Assignment: Show each line of the listing in which the word "that" occurs.
*** Data listing Section Begins ***
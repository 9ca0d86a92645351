/// Configuration shared by every lookup made through a
/// [`Finder`](crate::Finder).
///
/// # Examples
///
/// ```rust
/// use rawpointer::{Finder, ScanOptions};
///
/// let finder = Finder::new(ScanOptions {
///     strict_pointers: true,
///     ..Default::default()
/// });
/// let err = finder.find(br#"{"a": 1}"#, "/a/b").unwrap_err();
/// assert!(err.to_string().contains("indexes into a scalar"));
/// ```
#[derive(Debug, Clone, Copy, PartialEq, Eq)]
pub struct ScanOptions {
    /// Maximum container nesting accepted by the scanner.
    ///
    /// Deeper documents fail with
    /// [`SyntaxError::DepthLimitExceeded`](crate::SyntaxError::DepthLimitExceeded).
    ///
    /// # Default
    ///
    /// `10_000`
    pub max_depth: usize,

    /// Whether [`Finder::find`](crate::Finder::find) reports pointers that
    /// cannot apply to the document's shape.
    ///
    /// When `false`, a pointer that continues past a scalar, or applies a
    /// non-numeric token to an array, is simply not found. When `true`, those
    /// lookups fail with
    /// [`PointerError::IndexIntoScalar`](crate::PointerError::IndexIntoScalar)
    /// or [`PointerError::NotAnIndex`](crate::PointerError::NotAnIndex).
    /// Indices past the end of an array are not found in either mode.
    ///
    /// # Default
    ///
    /// `false`
    pub strict_pointers: bool,
}

pub(crate) const DEFAULT_MAX_DEPTH: usize = 10_000;

impl Default for ScanOptions {
    fn default() -> Self {
        Self {
            max_depth: DEFAULT_MAX_DEPTH,
            strict_pointers: false,
        }
    }
}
*** Data listing Section Ends ***
Written response:
    /// Whether [`Finder::find`](crate::Finder::find) reports pointers that
    /// When `false`, a pointer that continues past a scalar, or applies a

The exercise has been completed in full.